Наконец они подъехали к двухэтажному зданию серого кирпича. Ноговицын подошёл к двери и два раза треснул в неё кулаком. Тотчас в доме загорелось окно, и из-за двери что-то проскрипели.
– Асуньон! – сказал Ноговицын и нервно зыркнул по сторонам. – Abre. Somos nosotros.[76]
Дверь открылась и на пороге показалась тощая женская фигура.
– Fuera[77], – сказал Ноговицын и сделал Бурлаку с Клесметом приглашающий жест.
Женщина молча побрела в темноту. Бурлак выполз из машины. Ноги слушались плохо, но в мозгах шестерёнки крутились в бешеном темпе. Было весьма похоже, что здец3.14 придвинулся к нему вплотную, и нужно было срочно придумать что-нибудь своевременное и эффективное. Клесмет как-то незаметно оказался рядом с ним, так что в рэмбо играть было поздно, да и вообще бесполезно: настоящий разведчик перед живой силой противника беззащитен как котёнок, ему для своей обороны башка на плечи привинчена.
На негнущихся ногах Владимир Николаевич побрёл в дом. Клесмет шёл следом. Ноговицын пропустил их обоих в полутёмную прихожую, ещё раз зыркнул по сторонам, вошёл следом и запер дверь на засов.
– Прямо по коридору, и направо будет дверь, – сказал он топтавшемуся в прихожей Игорю Клесмету.
В комнате всей мебели было два кресла, табуретка, журнальный столик на колёсах и телевизор в углу. Столик оказался неожиданно накрыт: там стояла литровая бутылка “William Grant’s”, три стакана и блюдо с нарезанными овощами, мясом, хлебом, сыром.
И чего я боюсь, подумал Бурлак. Сейчас водки выпьем, поговорим как люди.
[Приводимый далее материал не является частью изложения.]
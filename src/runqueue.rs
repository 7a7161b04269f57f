//! Per-core FIFO run queues.
//!
//! The whole set sits behind one lock in the scheduler: the membership check
//! and the push have to happen in the same critical section, or two cores
//! could queue the same process on two different queues.

use crate::percpu::{CoreId, MAX_CORES};
use crate::process::{ProcessHandle, MAX_PROCS};

/// Returned by [`RunQueue::push`] when the buffer is at capacity.
#[derive(Clone, Copy, Debug, PartialEq, Eq)]
pub struct QueueFull;

impl core::fmt::Display for QueueFull {
    fn fmt(&self, f: &mut core::fmt::Formatter<'_>) -> core::fmt::Result {
        write!(f, "run queue full ({} entries)", MAX_PROCS)
    }
}

/// Bounded ring buffer of process handles.
#[derive(Clone, Copy)]
pub struct RunQueue {
    entries: [usize; MAX_PROCS],
    head: usize,
    len: usize,
}

impl RunQueue {
    pub const fn new() -> Self {
        RunQueue {
            entries: [0; MAX_PROCS],
            head: 0,
            len: 0,
        }
    }

    pub fn push(&mut self, process: ProcessHandle) -> Result<(), QueueFull> {
        if self.len == MAX_PROCS {
            return Err(QueueFull);
        }
        let tail = (self.head + self.len) % MAX_PROCS;
        self.entries[tail] = process.index();
        self.len += 1;
        Ok(())
    }

    pub fn pop(&mut self) -> Option<ProcessHandle> {
        if self.len == 0 {
            return None;
        }
        let index = self.entries[self.head];
        self.head = (self.head + 1) % MAX_PROCS;
        self.len -= 1;
        Some(ProcessHandle::from_index(index))
    }

    pub fn iter(&self) -> impl Iterator<Item = ProcessHandle> + '_ {
        (0..self.len).map(move |i| {
            ProcessHandle::from_index(self.entries[(self.head + i) % MAX_PROCS])
        })
    }

    pub fn contains(&self, process: ProcessHandle) -> bool {
        self.iter().any(|p| p == process)
    }

    pub fn len(&self) -> usize {
        self.len
    }

    pub fn is_empty(&self) -> bool {
        self.len == 0
    }
}

impl Default for RunQueue {
    fn default() -> Self {
        Self::new()
    }
}

/// Where a selected process came from.
#[derive(Clone, Copy, Debug, PartialEq, Eq)]
pub enum Source {
    Local,
    Stolen(CoreId),
}

/// One queue per possible core.
pub struct RunQueueSet {
    queues: [RunQueue; MAX_CORES],
}

impl RunQueueSet {
    pub const fn new() -> Self {
        RunQueueSet {
            queues: [const { RunQueue::new() }; MAX_CORES],
        }
    }

    pub fn queue(&self, core: CoreId) -> &RunQueue {
        &self.queues[core.index()]
    }

    pub fn push(&mut self, core: CoreId, process: ProcessHandle) -> Result<(), QueueFull> {
        self.queues[core.index()].push(process)
    }

    /// Index of the core whose queue holds `process`.
    pub fn position(&self, process: ProcessHandle) -> Option<CoreId> {
        self.queues
            .iter()
            .position(|q| q.contains(process))
            .map(CoreId::from_index)
    }

    pub fn contains(&self, process: ProcessHandle) -> bool {
        self.position(process).is_some()
    }

    /// Total entries across every queue.
    pub fn len(&self) -> usize {
        self.queues.iter().map(RunQueue::len).sum()
    }

    pub fn is_empty(&self) -> bool {
        self.len() == 0
    }

    /// Local queue first; on a miss, the first non-empty queue among the
    /// `online` cores in ascending index order.
    pub fn select(&mut self, core: CoreId, online: usize) -> Option<(ProcessHandle, Source)> {
        if let Some(p) = self.queues[core.index()].pop() {
            return Some((p, Source::Local));
        }
        (0..online.min(MAX_CORES))
            .filter(|&i| i != core.index())
            .find_map(|i| {
                self.queues[i]
                    .pop()
                    .map(|p| (p, Source::Stolen(CoreId::from_index(i))))
            })
    }
}

impl Default for RunQueueSet {
    fn default() -> Self {
        Self::new()
    }
}

#[cfg(test)]
mod tests {
    use super::*;

    fn h(i: usize) -> ProcessHandle {
        ProcessHandle::from_index(i)
    }

    fn core(i: usize) -> CoreId {
        CoreId::from_index(i)
    }

    #[test]
    fn queue_is_fifo_across_wraparound() {
        let mut q = RunQueue::new();
        for round in 0..3 {
            for i in 0..MAX_PROCS - 1 {
                q.push(h(i + round)).unwrap();
            }
            for i in 0..MAX_PROCS - 1 {
                assert_eq!(q.pop(), Some(h(i + round)));
            }
        }
        assert!(q.is_empty());
        assert_eq!(q.pop(), None);
    }

    #[test]
    fn push_fails_at_capacity() {
        let mut q = RunQueue::new();
        for i in 0..MAX_PROCS {
            q.push(h(i)).unwrap();
        }
        assert_eq!(q.push(h(0)), Err(QueueFull));
        assert_eq!(q.len(), MAX_PROCS);
    }

    #[test]
    fn local_work_is_never_stolen_over() {
        let mut set = RunQueueSet::new();
        set.push(core(2), h(7)).unwrap();
        set.push(core(0), h(1)).unwrap();

        assert_eq!(set.select(core(2), 4), Some((h(7), Source::Local)));
        assert_eq!(set.queue(core(0)).len(), 1);
    }

    #[test]
    fn steal_scans_in_ascending_order() {
        let mut set = RunQueueSet::new();
        set.push(core(3), h(30)).unwrap();
        set.push(core(1), h(10)).unwrap();

        assert_eq!(set.select(core(2), 4), Some((h(10), Source::Stolen(core(1)))));
        assert_eq!(set.select(core(2), 4), Some((h(30), Source::Stolen(core(3)))));
        assert_eq!(set.select(core(2), 4), None);
    }

    #[test]
    fn steal_ignores_offline_cores() {
        let mut set = RunQueueSet::new();
        set.push(core(5), h(50)).unwrap();
        assert_eq!(set.select(core(0), 2), None);
        assert_eq!(set.position(h(50)), Some(core(5)));
    }
}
Тем более что за весь день ни глотка внутрь изношенного на разведработе организма не принял. Мнительный я.
– Садись, Володя, – радушным тоном предложил Ноговицын. – Что стоишь как неродной?
– Да?.. – поддержал Клесмет.
Бурлак сел в кресло. Клесмет рядом с ним – на табуретку.
Ноговицын отвинтил пробку и наполнил стаканы до краев.
– Ну, давайте, военные, – сказал он и поднял стакан. – Чтобы не последняя.
Бурлак всё-таки задержался на секунду: убедился, что полковники льют в себя благородного цвета пойло без всякого обману, и только тогда проглотил своё. Огненная вода упала в пищевод, но приятного взрыва внутренностей Бурлак не ощутил. Слишком близко сидел Игорь Клесмет, сто тридцать пять килограммов живого веса, слишком близко.
Значит, афедрон-таки чувствует беду, подумал Бурлак. И уговаривать его, афедрон, можно сколько угодно. Он всё равно будет пипикать как спутник на орбите: пи-пи, чувствую беду, чувствую беду. Не только для того, чтобы виски выпить, привезли его сюда два полковника. Будет разговор. И… кто знает, что там за этим разговором последует?..
А Ноговицын тем временем наливал по второй, да не до краёв уже, а по половинке, по-божески, не забывая, что люди они все немолодые. Нет, по части выпивки они вполне могли дать иному молодому сто очков вперед, да потом ещё отволочь его, молодого, в койку и накрыть одеялом. Но – несолидно в почтенном возрасте военному человеку гнать стакан за стаканом, будто через три минуты – ядерный удар, и всё живое сгорит, а всё недопитое испарится.
– Ну, за окончание твоей дипломатической карьеры, Володя, – сказал полковник Ноговицын и поднял свой стакан. – Так сказать, мэрри дембель.
Бурлак усмехнулся и поднял свой навстречу.
– Всё, значит? – проговорил он, чокнувшись, и внимательно посмотрел на Ноговицына. – Приговорили меня?..
– Выпьем, – сказал Ноговицын, и они выпили.
– Что значит приговорили? – трезво сказал Клесмет.